Nicolette Larson - Whatever Happened To.......

First published in the Country Music International, July 1996

After working with everyone from Neil Young to Linda Ronstadt and enjoying a string of solo hits, the West Coast’s finest harmony singer swapped music for motherhood.

These days, Nicolette Larson, one of the West Coast’s most respected female vocalists, is content to call herself ‘a singing mom.’ Following gold and platinum discs, tour with Neil Young, Linda Ronstadt, Hoyt Axton and Commander Cody, and having earned a reputation as one of the best harmony singers in the business, her career came to a halt when she married drummer and producer Russ Kunkel five years ago and settled down to raise their daughter Elsie.

Larson’s musical career began in 1973 when she moved from her hometown of Kansas City to San Francisco. She found a job at a record store in Berkeley and began moonlighting at various Bay Area bars. Two years later she moved to Los Angeles to tour with Hoyt Axton, before becoming an in-demand backup singer, appearing on albums by the likes of Gary Stewart, Guy Clark, Neil Young, Rodney Crowell, Emmylou Harris and Linda Ronstadt. She also became a featured vocalist with the country-rock band Commander Cody & His Lost Planet Airmen, touring with them and singing on three of their albums.

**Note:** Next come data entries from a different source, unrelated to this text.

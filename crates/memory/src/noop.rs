//! No-op backend — disables persistent memory entirely.

use async_trait::async_trait;
use vera_core::error::MemoryError;
use vera_core::memory::KvStore;

/// A no-op store that remembers nothing.
pub struct NoopMemory;

#[async_trait]
impl KvStore for NoopMemory {
    fn name(&self) -> &str { "none" }

    async fn get(&self, _collection: &str, _key: &str) -> Result<Option<serde_json::Value>, MemoryError> {
        Ok(None)
    }

    async fn set(&self, _collection: &str, _key: &str, _value: serde_json::Value) -> Result<(), MemoryError> {
        Ok(())
    }

    async fn delete(&self, _collection: &str, _key: &str) -> Result<bool, MemoryError> {
        Ok(false)
    }
}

One night, Linda Ronstadt took a call from Neil Young, who was looking for a female accompanist. Ronstadt mentioned Nicolette. It was the third time Young had been given her name that day. “I didn’t know much about Neil Young,” remembers Larson. “But we went over and Neil ran through all the songs he had just written and we sang harmonies with him.”

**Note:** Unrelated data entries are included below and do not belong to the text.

//! Single-prompt text generation with fixed sampling settings.

use std::sync::Arc;

use tracing::{debug, warn};
use vera_core::error::{Error, ProviderError};
use vera_core::message::Message;
use vera_core::provider::{Provider, ProviderRequest};

/// Returned when the backend produced no text.
pub const EMPTY_COMPLETION: &str = "I could not craft a response just now.";

/// Text returned when generation ended for a reason other than a normal stop.
pub fn unfinished_completion(reason: &str) -> String {
    format!("I could not craft a response (finish reason: {reason}).")
}

/// Turns prompts into text through one provider.
#[derive(Clone)]
pub struct Generator {
    provider: Arc<dyn Provider>,
    model: String,
    temperature: f32,
    top_p: f32,
    max_output_tokens: u32,
}

impl Generator {
    pub fn new(provider: Arc<dyn Provider>, model: impl Into<String>) -> Self {
        Self {
            provider,
            model: model.into(),
            temperature: 0.8,
            top_p: 0.9,
            max_output_tokens: 512,
        }
    }

    pub fn with_sampling(mut self, temperature: f32, top_p: f32, max_output_tokens: u32) -> Self {
        self.temperature = temperature;
        self.top_p = top_p;
        self.max_output_tokens = max_output_tokens;
        self
    }

    /// Build the configured provider. Fails when no API key is available for it.
    pub fn from_config(config: &vera_config::AppConfig) -> Result<Self, Error> {
        if !config.has_api_key() {
            return Err(Error::Config {
                message: format!(
                    "no API key for provider '{}' (set api_key in config.toml or VERA_API_KEY / GOOGLE_API_KEY)",
                    config.default_provider
                ),
            });
        }

        let provider = vera_providers::build_from_config(config)
            .default()
            .ok_or_else(|| Error::Config {
                message: format!("provider '{}' could not be built", config.default_provider),
            })?;

        Ok(Self::new(provider, &config.default_model).with_sampling(
            config.temperature,
            config.top_p,
            config.max_output_tokens,
        ))
    }

    pub fn model(&self) -> &str {
        &self.model
    }

    pub fn provider_name(&self) -> &str {
        self.provider.name()
    }

    /// Generate text for one prompt.
    ///
    /// A non-stop finish reason or an empty completion is replaced with a
    /// placeholder sentence; transport and API errors are returned.
    pub async fn generate(&self, prompt: &str) -> Result<String, ProviderError> {
        let request = ProviderRequest {
            model: self.model.clone(),
            messages: vec![Message::user(prompt)],
            temperature: self.temperature,
            top_p: Some(self.top_p),
            max_tokens: Some(self.max_output_tokens),
            stop: Vec::new(),
        };

        let response = self.provider.complete(request).await?;

        if !response.finished_normally() {
            let reason = response.finish_reason.as_deref().unwrap_or("unknown");
            warn!(provider = self.provider.name(), reason, "Generation did not finish normally");
            return Ok(unfinished_completion(reason));
        }

        if response.message.content.trim().is_empty() {
            debug!(provider = self.provider.name(), "Generation returned no text");
            return Ok(EMPTY_COMPLETION.to_string());
        }

        Ok(response.message.content)
    }
}

#[cfg(test)]
mod tests {
    use super::*;
    use crate::test_helpers::{ScriptedProvider, finished, text};

    #[tokio::test]
    async fn normal_stop_returns_text() {
        let provider = Arc::new(ScriptedProvider::new(vec![text("hi there")]));
        let generator = Generator::new(provider.clone(), "m");
        assert_eq!(generator.generate("hello").await.unwrap(), "hi there");

        let request = &provider.requests()[0];
        assert_eq!(request.max_tokens, Some(512));
        assert_eq!(request.top_p, Some(0.9));
        assert_eq!(request.messages[0].content, "hello");
    }

    #[tokio::test]
    async fn other_finish_reason_is_reported() {
        let provider = Arc::new(ScriptedProvider::new(vec![finished("partial", "MAX_TOKENS")]));
        let out = Generator::new(provider, "m").generate("x").await.unwrap();
        assert_eq!(out, "I could not craft a response (finish reason: MAX_TOKENS).");
    }

    #[tokio::test]
    async fn empty_completion_is_replaced() {
        let provider = Arc::new(ScriptedProvider::new(vec![text("")]));
        let out = Generator::new(provider, "m").generate("x").await.unwrap();
        assert_eq!(out, EMPTY_COMPLETION);
    }

    #[tokio::test]
    async fn provider_errors_propagate() {
        let provider = Arc::new(ScriptedProvider::failing());
        let err = Generator::new(provider, "m").generate("x").await.unwrap_err();
        assert!(matches!(err, ProviderError::Network(_)));
    }

    #[test]
    fn from_config_requires_key() {
        let config = vera_config::AppConfig::default();
        assert!(matches!(Generator::from_config(&config), Err(Error::Config { .. })));

        let config = vera_config::AppConfig {
            api_key: Some("k".into()),
            ..vera_config::AppConfig::default()
        };
        let generator = Generator::from_config(&config).unwrap();
        assert_eq!(generator.provider_name(), "gemini");
        assert_eq!(generator.model(), "gemini-2.0-flash");
    }
}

A week later Young invited Larson and Ronstadt up to his ranch studio in northern California to recreate the same vocal mix for his AMERICAN STARS AND BARS album. “We worked out the songs in a room in his house,” says Larson, “and just when we had the songs down, Neil said: ‘Thanks a lot, we’ve got the album.’ He was secretly recording all the rehearsals in the other room.”

Signed to Warner Brothers, Larson’s own solo career kicked off with a Top 10 pop hit with Neil Young’s Lotta Love in 1978. Nicolette recorded four albums for the label, scoring pop hits such as Rhumba Girl and Let Me Go.

In 1983 Nicolette toured with the hit musical Pump Boys And Dinettes and ended up in Nashville. Signed to MCA she started registering country hits, the most successful, That’s How You Know When Love’s Right, a duet with Steve Wariner, went Top 10 in 1986.

In recent years several newer female country singers have cited Larson as an influence, including Wynonna, who often features Nicolette’s drummer husband Russ Kunkel in her backing group. “I made two albums out in Nashville and I like to think that maybe I was ahead of the time as opposed to not being successful,” says Nicolette. “The records I was making had a bit of a rock sound to them. Nowadays country music definitely has a rock edge to it.”

Since moving back to the West Coast in 1988 Nicolette has worked on various projects. She’s driven in the Long Beach Grand Prix, and appeared in the Danny De Vito film Twins. She still plays the occasional concert and also finds time to go into the studio. Last year she recorded SLEEP BABY SLEEP, an album of lullabies for Sony Wonder, which featured special guests such as Linda Ronstadt, Neil Young and Graham Nash. But music now takes second place to family life.

“Until I became a wife and a mother I’d never been much of a homemaker,” she admits. “But I’m happy being married and having a family. I’m out of the spotlight so when I get to sing on these odd occasions it’s great fun and there isn’t any kind of pressure. You just have to find someplace where everything sits right for you.”